Ottomans hold their won in the Balkan War

I don't think you understand logistics. Trying to mass a large army with a single, single-track rail line is not possible. There are only so many trains you can run along the line (and back). It just doesn't work that way. Once you have entrained people, you have to detrain them and reorganize. You could make a trip from Paris to Vladivostock in 15 to 16 days, but ty sending an army of 400,000 troops that quickly in the middle of a war. Won't happen. Otherwise, how did the Russians lose the Russo-Japanese War? They should have been able to mass their gigantic army and crush the small Japanese one.

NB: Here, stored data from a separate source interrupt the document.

//! Contrast-limited adaptive histogram equalisation on luminance.
//!
//! Chroma is kept; only Y (BT.601) is equalised per tile with a clip limit, and
//! tile mappings are blended bilinearly so tile borders do not show.

use image::{Rgb, RgbImage};

pub const DEFAULT_CLIP_LIMIT: f32 = 2.0;
pub const DEFAULT_TILES: u32 = 8;

/// Equalise `image` with an 8x8 tile grid and clip limit 2.0.
pub fn enhance_contrast(image: &RgbImage) -> RgbImage {
    clahe(image, DEFAULT_TILES, DEFAULT_CLIP_LIMIT)
}

pub fn clahe(image: &RgbImage, tiles: u32, clip_limit: f32) -> RgbImage {
    let (width, height) = image.dimensions();
    if width == 0 || height == 0 {
        return image.clone();
    }
    let tiles_x = tiles.clamp(1, width);
    let tiles_y = tiles.clamp(1, height);
    let tile_w = width.div_ceil(tiles_x);
    let tile_h = height.div_ceil(tiles_y);

    let luma: Vec<u8> = image.pixels().map(|p| to_ycbcr(p).0).collect();
    let luts = tile_luts(&luma, width, height, tiles_x, tiles_y, tile_w, tile_h, clip_limit);

    let mut out = RgbImage::new(width, height);
    for (x, y, pixel) in image.enumerate_pixels() {
        let (_, cb, cr) = to_ycbcr(pixel);
        let old = luma[(y * width + x) as usize];

        // Tile-centre coordinates of this pixel.
        let gx = (x as f32 + 0.5) / tile_w as f32 - 0.5;
        let gy = (y as f32 + 0.5) / tile_h as f32 - 0.5;
        let x0 = gx.floor().clamp(0.0, (tiles_x - 1) as f32) as u32;
        let y0 = gy.floor().clamp(0.0, (tiles_y - 1) as f32) as u32;
        let x1 = (x0 + 1).min(tiles_x - 1);
        let y1 = (y0 + 1).min(tiles_y - 1);
        let fx = (gx - x0 as f32).clamp(0.0, 1.0);
        let fy = (gy - y0 as f32).clamp(0.0, 1.0);

        let lut = |tx: u32, ty: u32| luts[(ty * tiles_x + tx) as usize][old as usize] as f32;
        let top = lut(x0, y0) * (1.0 - fx) + lut(x1, y0) * fx;
        let bottom = lut(x0, y1) * (1.0 - fx) + lut(x1, y1) * fx;
        let new = top * (1.0 - fy) + bottom * fy;

        out.put_pixel(x, y, from_ycbcr(new, cb, cr));
    }
    out
}

#[allow(clippy::too_many_arguments)]
fn tile_luts(
    luma: &[u8],
    width: u32,
    height: u32,
    tiles_x: u32,
    tiles_y: u32,
    tile_w: u32,
    tile_h: u32,
    clip_limit: f32,
) -> Vec<[u8; 256]> {
    let mut luts = Vec::with_capacity((tiles_x * tiles_y) as usize);
    for ty in 0..tiles_y {
        for tx in 0..tiles_x {
            let x_start = tx * tile_w;
            let y_start = ty * tile_h;
            let x_end = (x_start + tile_w).min(width);
            let y_end = (y_start + tile_h).min(height);

            let mut hist = [0u32; 256];
            for y in y_start..y_end {
                let row = (y * width) as usize;
                for x in x_start..x_end {
                    hist[luma[row + x as usize] as usize] += 1;
                }
            }
            let count = (x_end.saturating_sub(x_start) * y_end.saturating_sub(y_start)).max(1);
            luts.push(equalize(&mut hist, count, clip_limit));
        }
    }
    luts
}

/// Clip the histogram, spread the excess evenly, and turn the CDF into a mapping.
fn equalize(hist: &mut [u32; 256], count: u32, clip_limit: f32) -> [u8; 256] {
    let limit = ((clip_limit * count as f32 / 256.0) as u32).max(1);
    let mut excess = 0u32;
    for bin in hist.iter_mut() {
        if *bin > limit {
            excess += *bin - limit;
            *bin = limit;
        }
    }
    let bonus = excess / 256;
    let mut residual = excess % 256;
    for bin in hist.iter_mut() {
        *bin += bonus;
        if residual > 0 {
            *bin += 1;
            residual -= 1;
        }
    }

    let mut lut = [0u8; 256];
    let mut cdf = 0u32;
    let scale = 255.0 / count as f32;
    for (value, bin) in hist.iter().enumerate() {
        cdf += bin;
        lut[value] = (cdf as f32 * scale).round().min(255.0) as u8;
    }
    lut
}

fn to_ycbcr(pixel: &Rgb<u8>) -> (u8, f32, f32) {
    let [r, g, b] = pixel.0.map(f32::from);
    let y = 0.299 * r + 0.587 * g + 0.114 * b;
    let cb = 128.0 - 0.168_736 * r - 0.331_264 * g + 0.5 * b;
    let cr = 128.0 + 0.5 * r - 0.418_688 * g - 0.081_312 * b;
    (y.round().clamp(0.0, 255.0) as u8, cb, cr)
}

fn from_ycbcr(y: f32, cb: f32, cr: f32) -> Rgb<u8> {
    let r = y + 1.402 * (cr - 128.0);
    let g = y - 0.344_136 * (cb - 128.0) - 0.714_136 * (cr - 128.0);
    let b = y + 1.772 * (cb - 128.0);
    Rgb([r, g, b].map(|v| v.round().clamp(0.0, 255.0) as u8))
}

An armistice was declared just two months after the war began. After that, the Ottomans were hemmed in on a front only 20 miles across - there are only so many troops you can use along a front so small.

Again, you really need to read about the war before making these sweeping pronouncements, and I don't mean the Wikipedia article.

There are difficulties with rail, but it says more about the disorganisation of Ottoman rail than anything else.

By 1904 it was possible to travel by rail from Paris to Vladivostock in 15 or 16 days. Now you might say thats a special case but rail was not slow by design.

If the Ottomans were largely defeated in the first month, their defeat was not total untill the fall of Edirne. Had they routed the Bulgarians it seems likely they could have proceeded to overturn all the victories of the League one by one.

The siege of that city took three to four months. The Ottomans should have been capable of mustering a sizable force to relieve the city in that time.

It seems difficult to justify claims it couldn't be done. The fact it couldn't be done in my view points to Ottoman incompetence and disorganisation. This isn't some stab against the 'sick man of Europe' but merely an observation.
 
Anybody want to plot out how the war would go if the Ottomans followed Abdul's advice?

All I can think of is that the Balkan coalition might win the early victories against the surprised and outnumbered Ottoman garrisons, but if the Ottomans can hold the line long enough to organize, the Balkan states might get the same treatment the Japanese got in WWII.

Esat Pasha held out for the entire war in Albania with just one army corps (not coincidentally the same one assigned to defend Gallipoli in the war). Given the way offensives against prepared defenses failed so spectacularly, the Balkan forces would have just battered themselves uselessly against defenses and the Ottomans would have massed a huge force in Thrace, crushed Bulgaria, then made short work of Serbia and Greece which had fairly small armies.

The Ottomans were just as infected as everyone else with the doctrine of offense, and it proved their undoing.
 
Dude. They didn't have four months. Why do you keep saying that? And once that much time had passed, they did mass a large army and marched it straight through the Bulgarian lines and took back all of Thrace and Edirne.

Then why did they agree to peace in the first time?
I agree that only so much troops can be used along a 20mile front a la Thermopylae. But that's why I suggest a landing-in-force somewhere in Thrace, at the same time as an attempt at breaking out from Chataldja.